Every time I write one of these "Cuba Falling" articles, I feel like I need to end the "Cuba Falling" part with a question mark. I'm getting frustrated with the lack of movement, and I can't help but wonder if we're spread a little too thin with Iran. It's time to finish that job and quit playing around with those animals. Cuba is becoming an even bigger hellhole than it already was. The people are starving. They have no power. It's also clear at this point that the regime is a threat to our national security. It apparently has high-capability Iranian and/or Russian drones, and it is colluding with everyone on the radical left, from Democrat members of Congress to Code Pink, and I'd call all of that a very serious problem for the United States.
All of that said, I still trust Donald Trump and Marco Rubio and believe they will put an end to communist Cuba during this administration, which is a must for our country and the entire region. The more I'm learning about how Rubio is handling Venezuela, the more confidence I have (shaky confidence, but confidence, and I'll have a big article about that later).

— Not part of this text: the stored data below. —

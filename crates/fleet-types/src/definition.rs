//! Static device definitions and their parsers
//!
//! A definition describes a potential device before it is materialized:
//! where it lives, what platform and tier it offers, and when it may be
//! used. Definitions come from a JSON definitions file or from an inline
//! comma-separated reference string, and are immutable once read.

use serde::Deserialize;
use serde::Serialize;

use crate::AvailabilityWindow;
use crate::PerfSpec;
use crate::Platform;
use crate::Result;
use crate::TypesError;

/// Static description of a potential device.
#[derive(Debug, Clone, Default, Serialize, Deserialize)]
#[serde(rename_all = "PascalCase", default)]
pub struct DeviceDefinition {
    #[serde(alias = "name")]
    pub name: String,

    /// Network address; optional for desktop devices.
    #[serde(alias = "address")]
    pub address: String,

    /// Opaque device-specific data passed through to the factory.
    #[serde(alias = "deviceData", alias = "devicedata")]
    pub device_data: String,

    /// `Type` is a legacy alias consumed when `Platform` is absent.
    #[serde(alias = "Type", alias = "type", alias = "platform")]
    pub platform: Option<Platform>,

    #[serde(alias = "perfSpec", alias = "perfspec")]
    pub perf_spec: PerfSpec,

    /// Empty string means the base model.
    #[serde(alias = "model")]
    pub model: String,

    #[serde(alias = "available", with = "window_string")]
    pub available: AvailabilityWindow,

    /// Whether the definition is discarded when the pool shuts down.
    /// Set for definitions created on demand rather than read from
    /// configuration.
    #[serde(alias = "removeOnShutdown", alias = "removeonshutdown")]
    pub remove_on_shutdown: bool,
}

impl DeviceDefinition {
    /// Definition created on demand by the pool itself; discarded at
    /// shutdown.
    pub fn on_demand(name: impl Into<String>, platform: Platform) -> Self {
        Self {
            name: name.into(),
            platform: Some(platform),
            remove_on_shutdown: true,
            ..Self::default()
        }
    }

    /// The identifier handed to a device factory: the address when one is
    /// set, otherwise the name.
    pub fn name_or_address(&self) -> &str {
        if self.address.is_empty() {
            &self.name
        } else {
            &self.address
        }
    }
}

/// One token of an inline device reference string.
#[derive(Debug, Clone, PartialEq, Eq)]
pub struct DeviceReference {
    /// None means the caller-supplied default platform applies.
    pub platform: Option<Platform>,
    pub address: String,
    pub model: String,
}

impl DeviceReference {
    /// Whether this reference is the bare `default` placeholder, expected
    /// to be fulfilled by a reservation service rather than a concrete
    /// address.
    pub fn is_default_placeholder(&self) -> bool {
        self.address.eq_ignore_ascii_case("default")
    }

    pub fn into_definition(self, default_platform: &Platform) -> DeviceDefinition {
        let platform = self.platform.unwrap_or_else(|| default_platform.clone());
        DeviceDefinition {
            name: self.address.clone(),
            address: self.address,
            platform: Some(platform),
            model: self.model,
            remove_on_shutdown: true,
            ..DeviceDefinition::default()
        }
    }
}

/// Parse a JSON array of device definitions.
pub fn parse_definition_list(json: &str) -> Result<Vec<DeviceDefinition>> {
    Ok(serde_json::from_str(json)?)
}

/// Parse a comma-separated list of `platform:address[|model]` tokens.
pub fn parse_reference_list(reference: &str) -> Result<Vec<DeviceReference>> {
    let mut references = Vec::new();
    for token in reference.split(',') {
        let token = token.trim();
        if token.is_empty() {
            continue;
        }
        let (platform, rest) = match token.split_once(':') {
            Some((platform, rest)) => (Some(Platform::new(platform.trim())), rest.trim()),
            None => (None, token),
        };
        let (address, model) = match rest.split_once('|') {
            Some((address, model)) => (address.trim(), model.trim()),
            None => (rest, ""),
        };
        if address.is_empty() {
            return Err(TypesError::InvalidReference {
                token: token.to_string(),
            });
        }
        references.push(DeviceReference {
            platform,
            address: address.to_string(),
            model: model.to_string(),
        });
    }
    Ok(references)
}

mod window_string {
    use serde::Deserialize;
    use serde::Deserializer;
    use serde::Serializer;

    use crate::AvailabilityWindow;

    pub fn serialize<S: Serializer>(
        window: &AvailabilityWindow,
        serializer: S,
    ) -> Result<S::Ok, S::Error> {
        let value = match *window {
            AvailabilityWindow::Disabled => "disabled".to_string(),
            AvailabilityWindow::Always => String::new(),
            AvailabilityWindow::Between { start, end } => format!(
                "{:02}:{:02}-{:02}:{:02}",
                start / 60,
                start % 60,
                end / 60,
                end % 60
            ),
        };
        serializer.serialize_str(&value)
    }

    pub fn deserialize<'de, D: Deserializer<'de>>(
        deserializer: D,
    ) -> Result<AvailabilityWindow, D::Error> {
        let value = String::deserialize(deserializer)?;
        value.parse().map_err(serde::de::Error::custom)
    }
}
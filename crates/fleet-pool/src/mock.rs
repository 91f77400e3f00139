//! Test adapters implementing the collaborator traits
//!
//! Mock devices, factories, validators, and reservation services with
//! controllable failure modes, for unit and integration tests.

use std::collections::HashMap;
use std::collections::HashSet;
use std::path::Path;
use std::sync::atomic::AtomicBool;
use std::sync::atomic::AtomicU32;
use std::sync::atomic::Ordering;
use std::sync::Arc;
use std::sync::Mutex;

use fleet_types::PerfSpec;
use fleet_types::Platform;

use crate::constraint::DeviceConstraint;
use crate::device::DeviceError;
use crate::device::SharedDevice;
use crate::device::TargetDevice;
use crate::error::PoolError;
use crate::error::Result;
use crate::traits::DeviceFactory;
use crate::traits::DeviceValidator;
use crate::traits::ReservationService;
use crate::traits::TimeSource;

#[derive(Debug, Default)]
struct MockDeviceState {
    on: bool,
    connected: bool,
    available: bool,
    disposed: bool,
    fail_connect: bool,
    fail_power_on: bool,
    unavailable_until_reboot: bool,
    connect_calls: u32,
    reboot_calls: u32,
}

/// In-memory target device with controllable state.
///
/// Fresh devices are powered on, available, and disconnected.
pub struct MockTargetDevice {
    name: String,
    platform: Platform,
    model: String,
    perf_spec: PerfSpec,
    state: Mutex<MockDeviceState>,
}

impl MockTargetDevice {
    pub fn new(name: impl Into<String>, platform: Platform) -> Self {
        Self {
            name: name.into(),
            platform,
            model: String::new(),
            perf_spec: PerfSpec::Unspecified,
            state: Mutex::new(MockDeviceState {
                on: true,
                available: true,
                ..MockDeviceState::default()
            }),
        }
    }

    pub fn with_model(mut self, model: impl Into<String>) -> Self {
        self.model = model.into();
        self
    }

    pub fn with_perf_spec(mut self, perf_spec: PerfSpec) -> Self {
        self.perf_spec = perf_spec;
        self
    }

    fn state(&self) -> std::sync::MutexGuard<'_, MockDeviceState> {
        self.state.lock().unwrap()
    }

    pub fn set_fail_connect(&self, fail: bool) {
        self.state().fail_connect = fail;
    }

    pub fn set_fail_power_on(&self, fail: bool) {
        self.state().fail_power_on = fail;
    }

    pub fn set_powered_off(&self) {
        let mut state = self.state();
        state.on = false;
        state.connected = false;
    }

    /// Simulate a device that only becomes available after a reboot.
    pub fn set_unavailable_until_reboot(&self) {
        let mut state = self.state();
        state.available = false;
        state.unavailable_until_reboot = true;
    }

    pub fn is_disposed(&self) -> bool {
        self.state().disposed
    }

    pub fn connect_count(&self) -> u32 {
        self.state().connect_calls
    }

    pub fn reboot_count(&self) -> u32 {
        self.state().reboot_calls
    }
}

impl TargetDevice for MockTargetDevice {
    fn name(&self) -> String {
        self.name.clone()
    }

    fn platform(&self) -> Platform {
        self.platform.clone()
    }

    fn model(&self) -> String {
        self.model.clone()
    }

    fn perf_spec(&self) -> PerfSpec {
        self.perf_spec
    }

    fn is_on(&self) -> bool {
        self.state().on
    }

    fn is_connected(&self) -> bool {
        self.state().connected
    }

    fn is_available(&self) -> bool {
        self.state().available
    }

    fn power_on(&self) -> std::result::Result<(), DeviceError> {
        let mut state = self.state();
        if state.fail_power_on {
            return Err(DeviceError::new(&self.name, "power on failed"));
        }
        state.on = true;
        Ok(())
    }

    fn connect(&self) -> std::result::Result<(), DeviceError> {
        let mut state = self.state();
        state.connect_calls += 1;
        if state.fail_connect {
            return Err(DeviceError::new(&self.name, "connect failed"));
        }
        state.connected = true;
        Ok(())
    }

    fn disconnect(&self) -> std::result::Result<(), DeviceError> {
        self.state().connected = false;
        Ok(())
    }

    fn reboot(&self) -> std::result::Result<(), DeviceError> {
        let mut state = self.state();
        state.reboot_calls += 1;
        state.on = true;
        state.connected = false;
        if state.unavailable_until_reboot {
            state.unavailable_until_reboot = false;
            state.available = true;
        }
        Ok(())
    }

    fn dispose(&self) {
        let mut state = self.state();
        state.disposed = true;
        state.connected = false;
        state.on = false;
    }
}

/// Factory producing `MockTargetDevice`s for a fixed set of platforms.
///
/// The definition's opaque `device_data` blob is interpreted as the model
/// string of the constructed device.
pub struct MockDeviceFactory {
    platforms: Vec<Platform>,
    fail: Mutex<HashSet<String>>,
    unavailable: Mutex<HashSet<String>>,
    created: Mutex<Vec<Arc<MockTargetDevice>>>,
}

impl MockDeviceFactory {
    pub fn new(platforms: Vec<Platform>) -> Self {
        Self {
            platforms,
            fail: Mutex::new(HashSet::new()),
            unavailable: Mutex::new(HashSet::new()),
            created: Mutex::new(Vec::new()),
        }
    }

    /// Make construction of the named device fail.
    pub fn fail_device(&self, name: &str) {
        self.fail.lock().unwrap().insert(name.to_string());
    }

    /// Construct the named device in an unavailable state that a reboot
    /// clears.
    pub fn make_unavailable_until_reboot(&self, name: &str) {
        self.unavailable.lock().unwrap().insert(name.to_string());
    }

    pub fn created_count(&self) -> usize {
        self.created.lock().unwrap().len()
    }

    pub fn created_devices(&self) -> Vec<Arc<MockTargetDevice>> {
        self.created.lock().unwrap().clone()
    }
}

impl DeviceFactory for MockDeviceFactory {
    fn can_support_platform(&self, platform: &Platform) -> bool {
        self.platforms.contains(platform)
    }

    fn create_device(
        &self,
        platform: &Platform,
        name_or_address: &str,
        _cache_dir: &Path,
        device_data: &str,
    ) -> std::result::Result<SharedDevice, DeviceError> {
        if self.fail.lock().unwrap().contains(name_or_address) {
            return Err(DeviceError::new(name_or_address, "construction failed"));
        }
        let device =
            MockTargetDevice::new(name_or_address, platform.clone()).with_model(device_data);
        if self.unavailable.lock().unwrap().contains(name_or_address) {
            device.set_unavailable_until_reboot();
        }
        let device = Arc::new(device);
        self.created.lock().unwrap().push(device.clone());
        Ok(device)
    }
}

/// Validator rejecting a configurable set of devices and recording reverts.
pub struct MockDeviceValidator {
    enabled: AtomicBool,
    rejections: Mutex<HashMap<String, String>>,
    reverted: Mutex<Vec<String>>,
    validate_calls: AtomicU32,
}

impl MockDeviceValidator {
    pub fn new() -> Self {
        Self {
            enabled: AtomicBool::new(true),
            rejections: Mutex::new(HashMap::new()),
            reverted: Mutex::new(Vec::new()),
            validate_calls: AtomicU32::new(0),
        }
    }

    pub fn set_enabled(&self, enabled: bool) {
        self.enabled.store(enabled, Ordering::SeqCst);
    }

    pub fn reject_device(&self, name: &str, message: &str) {
        self.rejections
            .lock()
            .unwrap()
            .insert(name.to_string(), message.to_string());
    }

    pub fn reverted_devices(&self) -> Vec<String> {
        self.reverted.lock().unwrap().clone()
    }

    pub fn validate_calls(&self) -> u32 {
        self.validate_calls.load(Ordering::SeqCst)
    }
}

impl Default for MockDeviceValidator {
    fn default() -> Self {
        Self::new()
    }
}

impl DeviceValidator for MockDeviceValidator {
    fn enabled(&self) -> bool {
        self.enabled.load(Ordering::SeqCst)
    }

    fn validate_device(&self, device: &dyn TargetDevice) -> std::result::Result<(), String> {
        self.validate_calls.fetch_add(1, Ordering::SeqCst);
        match self.rejections.lock().unwrap().get(&device.name()) {
            Some(message) => Err(message.clone()),
            None => Ok(()),
        }
    }

    fn revert_device(&self, device: &dyn TargetDevice) {
        self.reverted.lock().unwrap().push(device.name());
    }
}

/// Reservation service vending mock devices for a fixed set of platforms.
pub struct MockReservationService {
    name: String,
    platforms: Vec<Platform>,
    enabled: AtomicBool,
    reserved: Mutex<Vec<SharedDevice>>,
    released: Mutex<Vec<String>>,
    error_reports: Mutex<Vec<(String, String)>>,
    fail_next: AtomicBool,
    calls: AtomicU32,
    counter: AtomicU32,
}

impl MockReservationService {
    pub fn new(name: impl Into<String>, platforms: Vec<Platform>) -> Self {
        Self {
            name: name.into(),
            platforms,
            enabled: AtomicBool::new(true),
            reserved: Mutex::new(Vec::new()),
            released: Mutex::new(Vec::new()),
            error_reports: Mutex::new(Vec::new()),
            fail_next: AtomicBool::new(false),
            calls: AtomicU32::new(0),
            counter: AtomicU32::new(0),
        }
    }

    pub fn set_enabled(&self, enabled: bool) {
        self.enabled.store(enabled, Ordering::SeqCst);
    }

    /// Make the next `reserve_devices` call fail.
    pub fn fail_next_reservation(&self) {
        self.fail_next.store(true, Ordering::SeqCst);
    }

    pub fn reservation_calls(&self) -> u32 {
        self.calls.load(Ordering::SeqCst)
    }

    pub fn released_devices(&self) -> Vec<String> {
        self.released.lock().unwrap().clone()
    }

    pub fn error_reports(&self) -> Vec<(String, String)> {
        self.error_reports.lock().unwrap().clone()
    }
}

impl ReservationService for MockReservationService {
    fn name(&self) -> String {
        self.name.clone()
    }

    fn enabled(&self) -> bool {
        self.enabled.load(Ordering::SeqCst)
    }

    fn reserved_devices(&self) -> Vec<SharedDevice> {
        self.reserved.lock().unwrap().clone()
    }

    fn can_support_constraint(&self, constraint: &DeviceConstraint) -> bool {
        constraint
            .platform
            .as_ref()
            .is_some_and(|p| self.platforms.contains(p))
    }

    fn reserve_devices(&self, constraints: &[DeviceConstraint]) -> Result<Vec<SharedDevice>> {
        self.calls.fetch_add(1, Ordering::SeqCst);
        if self.fail_next.swap(false, Ordering::SeqCst) {
            return Err(PoolError::ServiceFailure {
                service: self.name.clone(),
                message: "injected reservation failure".to_string(),
            });
        }
        let mut devices = Vec::new();
        for constraint in constraints {
            let platform = constraint
                .platform
                .clone()
                .unwrap_or_else(Platform::host);
            let index = self.counter.fetch_add(1, Ordering::SeqCst);
            let device = MockTargetDevice::new(format!("{}-device-{index}", self.name), platform)
                .with_model(constraint.model.clone())
                .with_perf_spec(constraint.perf_spec);
            let device: SharedDevice = Arc::new(device);
            devices.push(device.clone());
        }
        self.reserved.lock().unwrap().extend(devices.clone());
        Ok(devices)
    }

    fn release_devices(&self, devices: &[SharedDevice]) {
        let mut reserved = self.reserved.lock().unwrap();
        let mut released = self.released.lock().unwrap();
        for device in devices {
            let name = device.name();
            reserved.retain(|d| !d.name().eq_ignore_ascii_case(&name));
            device.dispose();
            released.push(name);
        }
    }

    fn report_device_error(&self, name: &str, message: &str) {
        self.error_reports
            .lock()
            .unwrap()
            .push((name.to_string(), message.to_string()));
    }
}

/// Pinned clock for availability-window tests.
pub struct FixedTimeSource {
    minutes: Mutex<u16>,
}

impl FixedTimeSource {
    /// Pin the clock to `hours:minutes` local time.
    pub fn at(hours: u16, minutes: u16) -> Self {
        Self {
            minutes: Mutex::new(hours * 60 + minutes),
        }
    }

    pub fn set(&self, hours: u16, minutes: u16) {
        *self.minutes.lock().unwrap() = hours * 60 + minutes;
    }
}

impl TimeSource for FixedTimeSource {
    fn now_local_minutes(&self) -> u16 {
        *self.minutes.lock().unwrap()
    }
}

I guess I'm just going to have to find a little patience, but I don't feel that throwing out new sanctions every week is cutting it anymore. Hopefully, I'm wrong.
Now let's get to the news.
The Drones
Back in May, Axios reported that, according to classified intelligence its staff viewed, "Cuba has acquired more than 300 military drones and recently began discussing plans to use them to attack the U.S. base at Guantanamo Bay, U.S. military vessels and possibly Key West, Fla., 90 miles north of Havana."
The regime dismissed these allegations, claiming the U.S. was using all of this as a pretext to start a war.
Former Florida Gov. Jeb Bush brought this up at a United Against Nuclear Iran event last week. "I think it’s important to recognize that Iran has consistently been working with Cuba, Venezuela prior to the departure of Maduro from the regime, creating instability in not just in Cuba, but certainly in the region," he said.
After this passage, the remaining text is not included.